Os meninos começaram a sair e me procurar. E agora? A gente preparou essas pessoas, elas estão aptas a trabalhar. Eu fui acolhendo estes rapazes que estão trabalhando comigo hoje e toda a minha produção passa por isso. Eles deram aula comigo no Sesc paulista, na SP Arte, começamos um programa de aulas e isso é inédito.”

Crochê como trabalho e caminho de volta para a vida social

Alunos crocheteando na sala de aula do projeto Ponto Firme

Anderson contou como o crochê fez parte da sua trajetória de sair da prisão e voltar a viver em liberdade:

"A sociedade hoje em dia olha o preso como um lixo, discrimina. Se eles pudessem, muitos jogariam uma bomba lá. Mas lá dentro tem verdadeiros talentos e pessoas boas. Se todas as cadeias tivessem o projeto como O Ponto Firme, os homens sairiam de lá completamente mudados. 

Você sai de um cotidiano de um quadrado pequeno — eu morava numa cela de 3x4m², com 12 homens dentro de uma cela — dois anos e meio preso num lugar daquele. Você sai, vê o mundo e pensa: pra onde eu vou? qual é o caminho?

Um cara como o Gustavo deu esse apoio, ensinou, acolheu, está acolhendo, está ensinando o caminho... As minhas irmãs queriam fazer, eu ensinei. Ai eu fui ensinar minha esposa e ela já sabia. Enquanto eu estou trabalhando ela está fazendo peças. Eu estou há dois anos na rua, trabalhando com o Gu e com pintura. Não é fácil mas estamos ai ralando."

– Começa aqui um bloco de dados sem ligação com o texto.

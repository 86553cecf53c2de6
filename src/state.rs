use log::warn;
use std::collections::HashMap;

use crate::errors::Result;

/// key under which the sidebar flag is persisted
pub const SIDEBAR_OPEN_KEY: &str = "sidebar:open";

/// key/value persistence injected into ui state objects
pub trait KeyValueStore {
    fn get(&self, key: &str) -> Result<Option<String>>;
    fn set(&mut self, key: &str, value: &str) -> Result<()>;
}

/// in-process store
#[derive(Debug, Clone, Default)]
pub struct MemoryStore {
    entries: HashMap<String, String>,
}

impl MemoryStore {
    pub fn new() -> Self {
        Self::default()
    }

    pub fn len(&self) -> usize {
        self.entries.len()
    }

    pub fn is_empty(&self) -> bool {
        self.entries.is_empty()
    }
}

impl KeyValueStore for MemoryStore {
    fn get(&self, key: &str) -> Result<Option<String>> {
        Ok(self.entries.get(key).cloned())
    }

    fn set(&mut self, key: &str, value: &str) -> Result<()> {
        self.entries.insert(key.to_string(), value.to_string());
        Ok(())
    }
}

/// open/closed state of the navigation sidebar, written through to a store
#[derive(Debug)]
pub struct SidebarState<S: KeyValueStore> {
    store: S,
    open: bool,
}

impl<S: KeyValueStore> SidebarState<S> {
    /// read the persisted flag; missing means open, corrupt values are
    /// logged and treated as missing
    pub fn load(store: S) -> Result<Self> {
        let open = match store.get(SIDEBAR_OPEN_KEY)? {
            None => true,
            Some(raw) => match serde_json::from_str::<bool>(&raw) {
                Ok(open) => open,
                Err(err) => {
                    warn!("ignoring stored sidebar state {:?}: {}", raw, err);
                    true
                }
            },
        };
        Ok(Self { store, open })
    }

    pub fn is_open(&self) -> bool {
        self.open
    }

    pub fn open(&mut self) -> Result<()> {
        self.set_open(true)
    }

    pub fn close(&mut self) -> Result<()> {
        self.set_open(false)
    }

    /// flip the flag and return the new value
    pub fn toggle(&mut self) -> Result<bool> {
        let next = !self.open;
        self.set_open(next)?;
        Ok(next)
    }

    pub fn set_open(&mut self, open: bool) -> Result<()> {
        let raw = serde_json::to_string(&open)?;
        self.store.set(SIDEBAR_OPEN_KEY, &raw)?;
        self.open = open;
        Ok(())
    }

    pub fn store(&self) -> &S {
        &self.store
    }

    pub fn into_store(self) -> S {
        self.store
    }
}
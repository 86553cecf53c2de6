/// display configuration loaded from json, including the date fallback
use investment_projection_rs::{format_currency, format_date, format_date_with, DisplayConfig};

fn main() -> Result<(), Box<dyn std::error::Error>> {
    env_logger::init();

    let configs = [
        DisplayConfig::default(),
        DisplayConfig::from_json(r#"{"currency_code":"USD","locale_tag":"en-US"}"#)?,
        DisplayConfig::from_json(r#"{"locale_tag":"de-DE"}"#)?,
    ];

    for config in &configs {
        println!(
            "{:<6} {:>16}  {}",
            config.locale_tag,
            format_currency("1234567.891", config)?,
            format_date_with("2024-08-15T10:00:00Z", config),
        );
    }

    // unparsable dates come back untouched (a warning is logged)
    println!("{}", format_date("not-a-date"));

    // unparsable amounts are an error, never "NaN"
    if let Err(err) = format_currency("12 euros", &DisplayConfig::default()) {
        println!("rejected: {}", err);
    }

    Ok(())
}
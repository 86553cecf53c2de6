/// quick start - project returns and show them in french
use investment_projection_rs::{calculate_returns, format_currency_default, Decimal};

fn main() -> Result<(), Box<dyn std::error::Error>> {
    env_logger::init();

    // 1 000 € at 7% a month for a year
    let returns = calculate_returns(Decimal::from(1_000), Decimal::from(7), 12)?;

    println!("monthly: {}", format_currency_default(returns.monthly_return)?);
    println!("total:   {}", format_currency_default(returns.total_return)?);

    Ok(())
}
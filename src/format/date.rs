use chrono::{DateTime, Datelike, NaiveDate, NaiveDateTime};
use log::warn;

use crate::config::DisplayConfig;
use crate::errors::{ProjectionError, Result};

const DATETIME_FORMATS: [&str; 3] = [
    "%Y-%m-%dT%H:%M:%S%.f",
    "%Y-%m-%d %H:%M:%S%.f",
    "%Y-%m-%dT%H:%M",
];

/// parse the ISO-style date shapes the platform's records carry
///
/// Timestamps with an offset keep the calendar date of that offset.
pub fn parse_date(input: &str) -> Option<NaiveDate> {
    let s = input.trim();

    if let Ok(dt) = DateTime::parse_from_rfc3339(s) {
        return Some(dt.date_naive());
    }
    for fmt in DATETIME_FORMATS {
        if let Ok(dt) = NaiveDateTime::parse_from_str(s, fmt) {
            return Some(dt.date());
        }
    }
    NaiveDate::parse_from_str(s, "%Y-%m-%d").ok()
}

/// render as `dd MMM yyyy` in the configured locale, failing on bad input
pub fn try_format_date(input: &str, config: &DisplayConfig) -> Result<String> {
    let locale = config.locale()?;
    let date = parse_date(input).ok_or_else(|| ProjectionError::FormatFallback {
        input: input.to_string(),
        reason: "not an ISO 8601 date".to_string(),
    })?;

    Ok(format!(
        "{:02} {} {:04}",
        date.day(),
        locale.month_abbreviation(date.month()),
        date.year()
    ))
}

/// Render a date as `dd MMM yyyy` in the configured locale.
///
/// Never fails: when the input cannot be formatted the failure is logged and
/// the input comes back unchanged.
pub fn format_date_with(input: &str, config: &DisplayConfig) -> String {
    match try_format_date(input, config) {
        Ok(formatted) => formatted,
        Err(err) => {
            warn!("date formatting fell back to raw input: {}", err);
            input.to_string()
        }
    }
}

/// `format_date_with` using french month names
pub fn format_date(input: &str) -> String {
    format_date_with(input, &DisplayConfig::default())
}
//! Consumer loop: frame source -> detector -> debounce -> sink.
//!
//! The pipeline is the single writer of the debounce state. Other threads
//! that need the last-known counts read them through `LatestCounts`.

use std::sync::atomic::{AtomicBool, Ordering};
use std::sync::{Arc, PoisonError, RwLock};
use std::time::Duration;

use crate::debounce::{DebounceConfig, DebounceDetector, TargetCount};
use crate::detect::DetectorBackend;
use crate::error::ConfigError;
use crate::frame::Frame;
use crate::ingest::{AcquisitionStatus, FrameSource};
use crate::sink::EventSink;

const DEFAULT_IDLE_INTERVAL: Duration = Duration::from_millis(5);

/// Shared read handle for the last emitted counts.
#[derive(Clone, Debug)]
pub struct LatestCounts {
    inner: Arc<RwLock<TargetCount>>,
}

impl LatestCounts {
    fn new(initial: TargetCount) -> Self {
        Self {
            inner: Arc::new(RwLock::new(initial)),
        }
    }

    pub fn get(&self) -> TargetCount {
        self.inner
            .read()
            .unwrap_or_else(PoisonError::into_inner)
            .clone()
    }

    fn set(&self, counts: TargetCount) {
        *self.inner.write().unwrap_or_else(PoisonError::into_inner) = counts;
    }
}

/// Result of one `Pipeline::poll`.
#[derive(Clone, Debug, PartialEq)]
pub enum PollOutcome {
    /// A new frame went through detection; carries the emitted counts, if any.
    Processed(Option<TargetCount>),
    /// The current frame was already processed (or none captured yet).
    NoNewFrame,
    /// Acquisition has ended and every captured frame was processed.
    SourceEnded(AcquisitionStatus),
}

#[derive(Clone, Copy, Debug, PartialEq, Eq)]
pub enum RunExit {
    Shutdown,
    SourceEnded(AcquisitionStatus),
}

#[derive(Clone, Debug)]
pub struct RunSummary {
    pub frames_processed: u64,
    pub events_emitted: u64,
    pub exit: RunExit,
}

pub struct Pipeline<B: DetectorBackend, S: EventSink> {
    debounce: DebounceDetector,
    backend: B,
    sink: S,
    latest: LatestCounts,
    last_sequence: u64,
    frames_processed: u64,
    events_emitted: u64,
    idle_interval: Duration,
}

impl<B: DetectorBackend, S: EventSink> Pipeline<B, S> {
    pub fn new(config: DebounceConfig, backend: B, sink: S) -> Result<Self, ConfigError> {
        let debounce = DebounceDetector::new(config)?;
        let latest = LatestCounts::new(debounce.last_emitted().clone());
        Ok(Self {
            debounce,
            backend,
            sink,
            latest,
            last_sequence: 0,
            frames_processed: 0,
            events_emitted: 0,
            idle_interval: DEFAULT_IDLE_INTERVAL,
        })
    }

    /// Sleep between polls when no new frame is available.
    pub fn with_idle_interval(mut self, interval: Duration) -> Self {
        self.idle_interval = interval;
        self
    }

    /// Run one frame through detection and debounce, emitting on change.
    ///
    /// Detector errors are logged and the frame is treated as having no
    /// detections.
    pub fn process_frame(&mut self, frame: &Frame) -> Option<TargetCount> {
        let detections = match self.backend.detect(frame) {
            Ok(detections) => detections,
            Err(err) => {
                log::warn!(
                    "pipeline: detector {} failed on frame {}: {:#}",
                    self.backend.name(),
                    frame.sequence(),
                    err
                );
                Vec::new()
            }
        };
        self.frames_processed += 1;

        let emitted = self.debounce.update(&detections)?;
        self.events_emitted += 1;
        self.latest.set(emitted.clone());
        if let Err(err) = self.sink.emit(&emitted) {
            log::warn!(
                "pipeline: error sending counts to {} sink: {:#}",
                self.sink.name(),
                err
            );
        }
        Some(emitted)
    }

    /// Process the source's current frame if it has not been processed yet.
    pub fn poll(&mut self, source: &FrameSource) -> PollOutcome {
        // Read status first: once acquisition has exited, the frame read
        // below is the final one.
        let status = source.status();
        match source.current_frame() {
            Some(frame) if frame.sequence() > self.last_sequence => {
                self.last_sequence = frame.sequence();
                PollOutcome::Processed(self.process_frame(&frame))
            }
            _ if status != AcquisitionStatus::Running => PollOutcome::SourceEnded(status),
            _ => PollOutcome::NoNewFrame,
        }
    }

    /// Poll until `shutdown` is set or acquisition ends.
    pub fn run(&mut self, source: &FrameSource, shutdown: &AtomicBool) -> RunSummary {
        self.run_with(source, shutdown, |_, _| {})
    }

    /// Like `run`, calling `after_poll` once per iteration (health logging,
    /// threshold changes).
    pub fn run_with<F>(
        &mut self,
        source: &FrameSource,
        shutdown: &AtomicBool,
        mut after_poll: F,
    ) -> RunSummary
    where
        F: FnMut(&mut Self, &FrameSource),
    {
        let exit = loop {
            if shutdown.load(Ordering::SeqCst) {
                break RunExit::Shutdown;
            }
            match self.poll(source) {
                PollOutcome::Processed(_) => {}
                PollOutcome::NoNewFrame => std::thread::sleep(self.idle_interval),
                PollOutcome::SourceEnded(status) => break RunExit::SourceEnded(status),
            }
            after_poll(self, source);
        };
        RunSummary {
            frames_processed: self.frames_processed,
            events_emitted: self.events_emitted,
            exit,
        }
    }

    pub fn latest_counts(&self) -> LatestCounts {
        self.latest.clone()
    }

    pub fn debounce(&self) -> &DebounceDetector {
        &self.debounce
    }

    /// Mutable access for threshold changes between frames.
    pub fn debounce_mut(&mut self) -> &mut DebounceDetector {
        &mut self.debounce
    }

    pub fn backend_mut(&mut self) -> &mut B {
        &mut self.backend
    }

    pub fn frames_processed(&self) -> u64 {
        self.frames_processed
    }

    pub fn events_emitted(&self) -> u64 {
        self.events_emitted
    }
}
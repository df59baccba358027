use serde::{Deserialize, Serialize};

/// Axis-aligned box in pixel coordinates (top-left, bottom-right).
#[derive(Clone, Copy, Debug, Default, PartialEq, Serialize, Deserialize)]
pub struct BoundingBox {
    pub x1: f32,
    pub y1: f32,
    pub x2: f32,
    pub y2: f32,
}

impl BoundingBox {
    pub fn new(x1: f32, y1: f32, x2: f32, y2: f32) -> Self {
        Self { x1, y1, x2, y2 }
    }

    pub fn area(&self) -> f32 {
        (self.x2 - self.x1).max(0.0) * (self.y2 - self.y1).max(0.0)
    }
}

/// One detection reported for one frame. Not retained past `update`.
#[derive(Clone, Debug, PartialEq, Serialize, Deserialize)]
pub struct Detection {
    pub label: String,
    /// Detector score in [0, 1].
    pub confidence: f32,
    #[serde(default)]
    pub bbox: BoundingBox,
}

impl Detection {
    pub fn new(label: impl Into<String>, confidence: f32) -> Self {
        Self {
            label: label.into(),
            confidence,
            bbox: BoundingBox::default(),
        }
    }

    pub fn with_bbox(mut self, bbox: BoundingBox) -> Self {
        self.bbox = bbox;
        self
    }
}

A arte vem da prática e é para todos

Mais do que mostrar a oficina de crochê, a diretora Laura Artigas deu espaço e voz para que os alunos, que crocheteavam a coleção, também tecessem o documentário.

Eles são parte da criação do filme: sugerem posicionamentos de câmera e entrevistam uns aos outros.

“Mais de metade das gravações foram feitas nesse esquema para que eles contassem as próprias histórias a partir da perspectiva deles. Quem são eles o que eles gostam?

Eles têm histórias fascinantes e, com o estigma, muita gente esquece do ser humano que existe ali.”

Laura também conta o que aprendeu de mais valioso ao ficar nove meses acompanhando as oficinas de crochê na penitenciária:

"Acho que uma coisa legal desse filme é que se tem um senso comum que o artista é "aquela pessoa que nasce um gênio".  Estando lá você vê que não, que simplesmente é alguém que pratica muito.

Quem é um artista e quem pode ser um artista? Artista é aquele que pratica e se dedica. 

É meio clichês e soa até piegas, mas é mesmo dar uma oportunidade e saber encaminhar essa oportunidade."